The Court of Appeal ruled that a judge was right to strike out a bill of costs because it was not possible to identify which lawyers worked on the case. Lord Justice Newey, ruling in AKC v Barking, Havering and Redbridge University Hospitals NHS Trust, said he could ‘piece together’ some information from the details belatedly provided by the claimant, but it was still not possible to say which of the 33 fee-earners named carried out particular work.
The SRA has opened a consultation on whether it should publish details of solicitors under investigation – and how long it should keep online details of those guilty of misconduct.

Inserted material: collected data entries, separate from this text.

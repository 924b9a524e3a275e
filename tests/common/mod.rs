#![allow(dead_code)]

use std::fmt::Write;

use refjson::{Error, Value, parse};

pub fn parse_ok(input: &str) -> Value {
    parse(input).unwrap_or_else(|e| panic!("failed to parse {input:?}: {e}"))
}

pub fn parse_err(input: &str) -> Error {
    match parse(input) {
        Ok(value) => panic!("expected {input:?} to fail, got {value:?}"),
        Err(e) => e,
    }
}

/// Render an acyclic tree as compact JSON text.
pub fn render(value: &Value) -> String {
    let mut out = String::new();
    render_into(value, &mut out);
    out
}

fn render_into(value: &Value, out: &mut String) {
    match value {
        Value::Null => out.push_str("null"),
        Value::Bool(b) => out.push_str(if *b { "true" } else { "false" }),
        Value::Number(n) => out.push_str(n.as_str()),
        Value::String(s) => render_string(s, out),
        Value::Array(a) => {
            out.push('[');
            for (i, item) in a.borrow().iter().enumerate() {
                if i > 0 {
                    out.push(',');
                }
                render_into(item, out);
            }
            out.push(']');
        }
        Value::Object(o) => {
            out.push('{');
            for (i, (key, item)) in o.borrow().iter().enumerate() {
                if i > 0 {
                    out.push(',');
                }
                render_string(key, out);
                out.push(':');
                render_into(item, out);
            }
            out.push('}');
        }
    }
}

fn render_string(s: &str, out: &mut String) {
    out.push('"');
    for ch in s.chars() {
        match ch {
            '"' => out.push_str("\\\""),
            '\\' => out.push_str("\\\\"),
            '\n' => out.push_str("\\n"),
            '\t' => out.push_str("\\t"),
            c if u32::from(c) < 0x20 => {
                let _ = write!(out, "\\u{:04x}", u32::from(c));
            }
            c => out.push(c),
        }
    }
    out.push('"');
}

The extension of fixed recoverable costs is likely to come into effect from next April, it emerged. Officials at the Ministry of Justice have confirmed to various sources that April 2023 is now the intended start date for the change,subject to Civil Procedure Rule Committee agreement. The government intends to impose fixed recoverable costs across the fast-track and in most money cases worth up to £100,000. The reforms largely mirror the recommendations of Sir Rupert Jackson from 2017, and include new rules on penalising delays in the resolution of cases, with an uplift where a Part 36 offer has been beaten or one party has engaged in ‘unreasonable behaviour’.
International firm Ropes & Gray has launched a social mobility scholarship programme for first-year university students from ‘diverse and under-served low socioeconomic backgrounds’. The programme aims to provide students with the chance to learn about legal and compliance careers and will offer a dozen students a two-week paid work experience scheme at Ropes & Gray and financial news service Bloomberg.
The head of the Criminal Bar Association hailed the ‘extraordinary’ commitment of barristers participating in a nationwide protest over legal aid funding – with trials being listed deep into 2023. Since 11 April, hundreds of barristers have adopted ‘no returns’ – declining to cover for colleagues on cases that have been ‘returned’ – over the government’s refusal to increase criminal legal aid advocacy fees by 25%. CBA chair Jo Sidhu QC said that the action was already causing widespread disruption.
Swansea has become the first of 22 Welsh local authorities to move its local land charges data to a digital, centralised database designed to speed up the conveyancing process. HM Land Registry announced the addition of City and County of Swansea Council, as well as Solihull Metropolitan Borough Council, Isle of Wight Council, Portsmouth City Council and Harborough District Council, taking the total number of local authorities to join its local land charges register to 39.
The government will introduce a Bill of Rights to ‘restore the balance of power between the legislature and the courts’ and a Brexit Freedoms Bill to allow retained EU law to be ‘more easily amended’. An expected overhaul of the Human Rights Act, which the government says will curb ‘the incremental expansion of a rights culture without proper democratic oversight’, was one of 38 pieces of legislation announced in the Queen’s speech.
The Law Society and charity LawCare marked the start of Mental Health Awareness Week by calling on the profession to review its working culture. Law Society president I. Stephanie Boyce said: ‘The onus is often on the individual to “fix” their mental ill-health. In truth, we have a collective responsibility to make a positive work environment for everyone. Tackling excessive working hours and workloads, as well as ensuring better supervision and support, especially for younger lawyers, are essential.’
Solicitor payments to cover the costs of the SRA will fall slightly next year, as the regulator reduces contributions to the compensation fund. A business plan published by the regulator proposes that the practising certificate fee will rise from £145 to £151 in 2022/23. But that will be accompanied by individual contributions to the compensation fund – the pot for compensating clients who suffer at the hands of dishonest solicitors – falling from £40 to £30. Each firm’s contribution will come down from £760 to £690.